§ **What is required**
Extract from the listing each line in which the word "BookingView" appears.

§ **Working data**
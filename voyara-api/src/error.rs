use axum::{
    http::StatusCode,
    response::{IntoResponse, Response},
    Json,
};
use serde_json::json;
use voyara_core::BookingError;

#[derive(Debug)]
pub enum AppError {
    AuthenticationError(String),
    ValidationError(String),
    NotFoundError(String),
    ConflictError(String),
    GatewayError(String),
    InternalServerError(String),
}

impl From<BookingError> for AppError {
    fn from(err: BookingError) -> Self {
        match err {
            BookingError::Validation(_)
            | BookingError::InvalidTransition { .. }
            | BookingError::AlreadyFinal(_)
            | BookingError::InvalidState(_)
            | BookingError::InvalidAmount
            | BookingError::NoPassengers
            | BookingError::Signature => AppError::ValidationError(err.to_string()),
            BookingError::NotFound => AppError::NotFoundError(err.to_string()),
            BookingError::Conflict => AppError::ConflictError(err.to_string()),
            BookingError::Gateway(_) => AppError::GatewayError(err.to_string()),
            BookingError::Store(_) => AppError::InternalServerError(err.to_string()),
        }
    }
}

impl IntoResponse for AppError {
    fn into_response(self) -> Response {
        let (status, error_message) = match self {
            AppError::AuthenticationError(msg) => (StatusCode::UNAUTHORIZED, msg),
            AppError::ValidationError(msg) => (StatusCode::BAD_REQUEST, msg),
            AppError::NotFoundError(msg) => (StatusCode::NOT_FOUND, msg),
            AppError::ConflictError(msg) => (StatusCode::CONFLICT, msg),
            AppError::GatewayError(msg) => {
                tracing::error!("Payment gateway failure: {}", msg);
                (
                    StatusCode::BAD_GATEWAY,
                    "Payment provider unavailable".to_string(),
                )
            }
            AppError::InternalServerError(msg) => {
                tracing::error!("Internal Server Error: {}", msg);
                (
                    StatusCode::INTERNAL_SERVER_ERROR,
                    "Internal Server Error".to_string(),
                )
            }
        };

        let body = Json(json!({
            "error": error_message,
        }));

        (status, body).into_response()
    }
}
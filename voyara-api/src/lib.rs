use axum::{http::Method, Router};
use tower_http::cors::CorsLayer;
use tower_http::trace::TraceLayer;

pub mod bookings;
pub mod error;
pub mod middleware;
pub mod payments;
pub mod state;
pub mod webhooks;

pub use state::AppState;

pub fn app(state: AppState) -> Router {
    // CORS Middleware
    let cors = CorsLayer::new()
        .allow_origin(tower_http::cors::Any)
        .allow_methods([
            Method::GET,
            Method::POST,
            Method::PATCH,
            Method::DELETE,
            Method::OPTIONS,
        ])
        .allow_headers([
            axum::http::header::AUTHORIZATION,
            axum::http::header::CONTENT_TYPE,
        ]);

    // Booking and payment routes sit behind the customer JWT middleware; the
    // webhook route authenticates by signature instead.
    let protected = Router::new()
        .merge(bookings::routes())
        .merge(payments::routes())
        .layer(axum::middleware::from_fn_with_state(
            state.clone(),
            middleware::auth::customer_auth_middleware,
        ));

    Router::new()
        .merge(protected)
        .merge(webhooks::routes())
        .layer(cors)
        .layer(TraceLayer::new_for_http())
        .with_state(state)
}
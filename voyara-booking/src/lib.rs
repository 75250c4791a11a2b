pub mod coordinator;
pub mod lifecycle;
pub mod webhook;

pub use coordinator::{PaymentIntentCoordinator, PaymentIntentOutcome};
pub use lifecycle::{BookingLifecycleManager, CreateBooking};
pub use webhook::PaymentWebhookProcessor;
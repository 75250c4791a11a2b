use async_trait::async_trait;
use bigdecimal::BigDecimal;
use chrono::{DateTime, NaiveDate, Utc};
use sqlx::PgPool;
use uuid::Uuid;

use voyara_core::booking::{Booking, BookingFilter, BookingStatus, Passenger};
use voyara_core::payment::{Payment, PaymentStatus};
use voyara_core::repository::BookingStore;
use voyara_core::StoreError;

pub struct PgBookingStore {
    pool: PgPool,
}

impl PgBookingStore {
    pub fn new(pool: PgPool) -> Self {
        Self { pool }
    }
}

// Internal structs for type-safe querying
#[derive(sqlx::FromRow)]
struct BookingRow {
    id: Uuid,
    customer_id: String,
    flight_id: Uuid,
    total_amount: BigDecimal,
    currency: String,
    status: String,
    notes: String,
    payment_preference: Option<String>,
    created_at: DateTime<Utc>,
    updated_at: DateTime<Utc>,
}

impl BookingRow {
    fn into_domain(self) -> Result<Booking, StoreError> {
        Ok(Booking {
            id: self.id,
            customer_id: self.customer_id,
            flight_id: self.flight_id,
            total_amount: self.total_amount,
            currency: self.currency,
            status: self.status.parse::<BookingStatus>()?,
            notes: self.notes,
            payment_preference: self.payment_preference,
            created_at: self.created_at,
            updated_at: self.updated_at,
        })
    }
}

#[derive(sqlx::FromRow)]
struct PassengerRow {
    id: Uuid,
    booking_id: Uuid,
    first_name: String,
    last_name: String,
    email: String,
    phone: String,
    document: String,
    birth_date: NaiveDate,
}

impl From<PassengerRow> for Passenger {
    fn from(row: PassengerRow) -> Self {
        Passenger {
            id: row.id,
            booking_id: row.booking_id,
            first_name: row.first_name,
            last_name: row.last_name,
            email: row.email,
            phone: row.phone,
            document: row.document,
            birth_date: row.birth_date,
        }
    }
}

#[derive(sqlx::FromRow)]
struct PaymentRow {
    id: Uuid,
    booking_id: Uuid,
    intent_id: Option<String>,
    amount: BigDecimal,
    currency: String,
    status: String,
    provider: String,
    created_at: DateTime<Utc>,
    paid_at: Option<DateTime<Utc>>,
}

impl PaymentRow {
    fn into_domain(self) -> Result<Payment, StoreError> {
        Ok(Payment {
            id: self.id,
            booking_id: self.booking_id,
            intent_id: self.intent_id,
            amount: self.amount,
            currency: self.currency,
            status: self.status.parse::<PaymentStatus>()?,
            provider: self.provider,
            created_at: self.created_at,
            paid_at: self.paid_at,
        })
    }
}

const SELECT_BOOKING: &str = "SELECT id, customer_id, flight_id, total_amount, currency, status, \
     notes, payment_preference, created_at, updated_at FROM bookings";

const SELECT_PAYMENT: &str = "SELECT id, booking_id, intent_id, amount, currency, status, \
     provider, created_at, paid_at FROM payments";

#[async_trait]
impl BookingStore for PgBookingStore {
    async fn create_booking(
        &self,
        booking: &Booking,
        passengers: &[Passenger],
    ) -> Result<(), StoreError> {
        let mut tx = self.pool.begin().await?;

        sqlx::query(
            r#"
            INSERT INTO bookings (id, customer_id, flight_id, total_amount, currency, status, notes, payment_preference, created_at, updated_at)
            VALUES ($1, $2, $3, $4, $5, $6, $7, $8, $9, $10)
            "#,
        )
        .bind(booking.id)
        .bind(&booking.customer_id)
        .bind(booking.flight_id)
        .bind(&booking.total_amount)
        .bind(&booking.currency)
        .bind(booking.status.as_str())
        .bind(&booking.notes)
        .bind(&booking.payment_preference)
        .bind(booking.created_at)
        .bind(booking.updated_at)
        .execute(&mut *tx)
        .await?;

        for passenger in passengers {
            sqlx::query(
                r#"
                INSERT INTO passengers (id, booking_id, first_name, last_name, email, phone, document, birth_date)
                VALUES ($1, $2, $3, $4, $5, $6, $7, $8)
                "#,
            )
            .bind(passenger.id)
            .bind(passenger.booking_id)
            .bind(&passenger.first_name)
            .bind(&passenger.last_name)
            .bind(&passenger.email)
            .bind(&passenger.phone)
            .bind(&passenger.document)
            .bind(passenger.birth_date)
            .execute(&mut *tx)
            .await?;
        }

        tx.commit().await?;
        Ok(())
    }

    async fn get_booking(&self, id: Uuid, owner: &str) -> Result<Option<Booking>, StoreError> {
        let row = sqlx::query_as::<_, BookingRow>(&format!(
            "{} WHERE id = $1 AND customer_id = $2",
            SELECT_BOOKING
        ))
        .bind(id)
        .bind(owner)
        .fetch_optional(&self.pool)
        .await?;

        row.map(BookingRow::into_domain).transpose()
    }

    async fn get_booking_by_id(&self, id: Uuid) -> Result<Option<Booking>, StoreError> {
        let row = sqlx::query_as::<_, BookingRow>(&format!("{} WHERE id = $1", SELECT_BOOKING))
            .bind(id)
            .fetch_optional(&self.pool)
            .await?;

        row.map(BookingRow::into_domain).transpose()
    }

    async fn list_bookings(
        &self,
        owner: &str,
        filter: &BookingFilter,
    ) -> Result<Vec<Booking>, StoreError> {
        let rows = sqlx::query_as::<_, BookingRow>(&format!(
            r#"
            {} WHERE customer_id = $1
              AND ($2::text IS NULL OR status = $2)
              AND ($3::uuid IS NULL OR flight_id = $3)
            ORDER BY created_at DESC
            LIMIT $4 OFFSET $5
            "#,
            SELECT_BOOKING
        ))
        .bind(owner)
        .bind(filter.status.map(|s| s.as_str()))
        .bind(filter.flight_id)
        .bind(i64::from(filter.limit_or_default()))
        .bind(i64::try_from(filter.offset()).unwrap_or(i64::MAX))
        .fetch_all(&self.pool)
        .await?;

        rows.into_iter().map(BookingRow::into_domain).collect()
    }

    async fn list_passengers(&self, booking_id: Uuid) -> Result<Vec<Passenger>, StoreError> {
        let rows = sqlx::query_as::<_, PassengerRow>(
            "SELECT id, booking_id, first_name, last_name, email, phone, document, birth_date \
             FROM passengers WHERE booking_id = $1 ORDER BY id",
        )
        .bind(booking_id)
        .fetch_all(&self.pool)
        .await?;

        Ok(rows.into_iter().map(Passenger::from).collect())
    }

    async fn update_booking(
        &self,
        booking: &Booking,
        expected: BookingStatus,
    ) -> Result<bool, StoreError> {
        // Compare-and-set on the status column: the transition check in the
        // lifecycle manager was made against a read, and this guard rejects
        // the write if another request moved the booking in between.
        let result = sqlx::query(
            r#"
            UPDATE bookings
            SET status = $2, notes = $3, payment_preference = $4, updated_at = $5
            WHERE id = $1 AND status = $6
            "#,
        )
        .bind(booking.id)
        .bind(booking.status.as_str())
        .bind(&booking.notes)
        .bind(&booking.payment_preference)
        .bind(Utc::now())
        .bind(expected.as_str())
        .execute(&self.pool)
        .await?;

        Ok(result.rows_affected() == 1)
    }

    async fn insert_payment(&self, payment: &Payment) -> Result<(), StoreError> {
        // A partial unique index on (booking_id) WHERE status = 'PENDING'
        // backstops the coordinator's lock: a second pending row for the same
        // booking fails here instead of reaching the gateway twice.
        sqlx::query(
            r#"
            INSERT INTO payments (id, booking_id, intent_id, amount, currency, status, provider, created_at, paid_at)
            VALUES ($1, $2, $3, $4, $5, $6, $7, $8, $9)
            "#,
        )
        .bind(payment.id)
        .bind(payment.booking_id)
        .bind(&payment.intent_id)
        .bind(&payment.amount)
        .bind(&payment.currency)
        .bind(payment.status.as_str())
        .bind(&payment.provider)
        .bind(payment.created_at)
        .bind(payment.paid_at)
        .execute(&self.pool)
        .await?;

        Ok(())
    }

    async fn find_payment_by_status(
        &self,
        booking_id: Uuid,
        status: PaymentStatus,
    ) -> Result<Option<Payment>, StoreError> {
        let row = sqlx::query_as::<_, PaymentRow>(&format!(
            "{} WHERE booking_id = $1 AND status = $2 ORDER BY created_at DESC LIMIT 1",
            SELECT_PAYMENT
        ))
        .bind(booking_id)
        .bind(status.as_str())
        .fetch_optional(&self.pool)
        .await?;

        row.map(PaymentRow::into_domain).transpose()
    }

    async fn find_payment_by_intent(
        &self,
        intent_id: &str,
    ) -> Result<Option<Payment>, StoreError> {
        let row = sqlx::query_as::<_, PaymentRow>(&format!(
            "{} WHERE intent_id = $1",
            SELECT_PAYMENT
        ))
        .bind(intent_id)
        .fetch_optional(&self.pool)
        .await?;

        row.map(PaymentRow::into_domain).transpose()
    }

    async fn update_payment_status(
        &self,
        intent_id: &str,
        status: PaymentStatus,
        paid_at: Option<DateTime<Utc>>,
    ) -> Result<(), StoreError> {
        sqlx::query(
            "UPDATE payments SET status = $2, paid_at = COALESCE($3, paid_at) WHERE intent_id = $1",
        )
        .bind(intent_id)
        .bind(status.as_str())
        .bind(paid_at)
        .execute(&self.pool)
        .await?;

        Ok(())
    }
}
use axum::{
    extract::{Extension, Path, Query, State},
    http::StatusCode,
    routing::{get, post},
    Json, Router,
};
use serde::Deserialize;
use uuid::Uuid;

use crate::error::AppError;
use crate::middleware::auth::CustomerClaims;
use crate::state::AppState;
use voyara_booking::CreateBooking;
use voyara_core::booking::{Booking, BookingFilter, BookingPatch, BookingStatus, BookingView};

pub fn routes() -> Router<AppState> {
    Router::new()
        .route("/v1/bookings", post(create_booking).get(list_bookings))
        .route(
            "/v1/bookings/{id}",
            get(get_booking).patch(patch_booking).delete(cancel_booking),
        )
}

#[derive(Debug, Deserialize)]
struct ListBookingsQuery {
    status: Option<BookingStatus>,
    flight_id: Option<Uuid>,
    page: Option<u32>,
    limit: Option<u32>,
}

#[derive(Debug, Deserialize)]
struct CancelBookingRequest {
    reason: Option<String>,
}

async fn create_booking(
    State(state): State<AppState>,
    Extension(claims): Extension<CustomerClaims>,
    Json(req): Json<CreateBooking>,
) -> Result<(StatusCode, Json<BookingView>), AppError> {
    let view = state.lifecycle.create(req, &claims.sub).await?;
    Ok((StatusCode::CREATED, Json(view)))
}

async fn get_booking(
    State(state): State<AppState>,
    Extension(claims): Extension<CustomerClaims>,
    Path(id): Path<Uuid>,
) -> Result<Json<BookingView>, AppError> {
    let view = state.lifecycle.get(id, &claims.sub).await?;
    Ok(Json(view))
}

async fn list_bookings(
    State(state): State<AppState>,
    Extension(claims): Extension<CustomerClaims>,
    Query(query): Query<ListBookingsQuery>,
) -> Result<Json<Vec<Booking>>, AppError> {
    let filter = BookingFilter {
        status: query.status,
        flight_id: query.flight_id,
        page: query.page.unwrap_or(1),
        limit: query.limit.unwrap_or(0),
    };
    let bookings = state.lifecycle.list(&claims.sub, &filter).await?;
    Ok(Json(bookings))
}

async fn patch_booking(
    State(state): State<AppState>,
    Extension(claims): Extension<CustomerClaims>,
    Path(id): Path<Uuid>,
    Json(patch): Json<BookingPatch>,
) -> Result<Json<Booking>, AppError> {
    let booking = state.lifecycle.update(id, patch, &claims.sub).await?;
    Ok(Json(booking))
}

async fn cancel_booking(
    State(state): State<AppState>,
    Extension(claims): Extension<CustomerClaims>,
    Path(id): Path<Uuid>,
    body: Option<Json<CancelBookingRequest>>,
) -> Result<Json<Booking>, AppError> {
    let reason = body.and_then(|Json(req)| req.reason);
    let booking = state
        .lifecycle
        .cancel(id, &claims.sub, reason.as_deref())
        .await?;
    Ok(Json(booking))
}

§ **Response**
use voyara_core::booking::{Booking, BookingFilter, BookingPatch, BookingStatus, BookingView};
) -> Result<(StatusCode, Json<BookingView>), AppError> {
) -> Result<Json<BookingView>, AppError> {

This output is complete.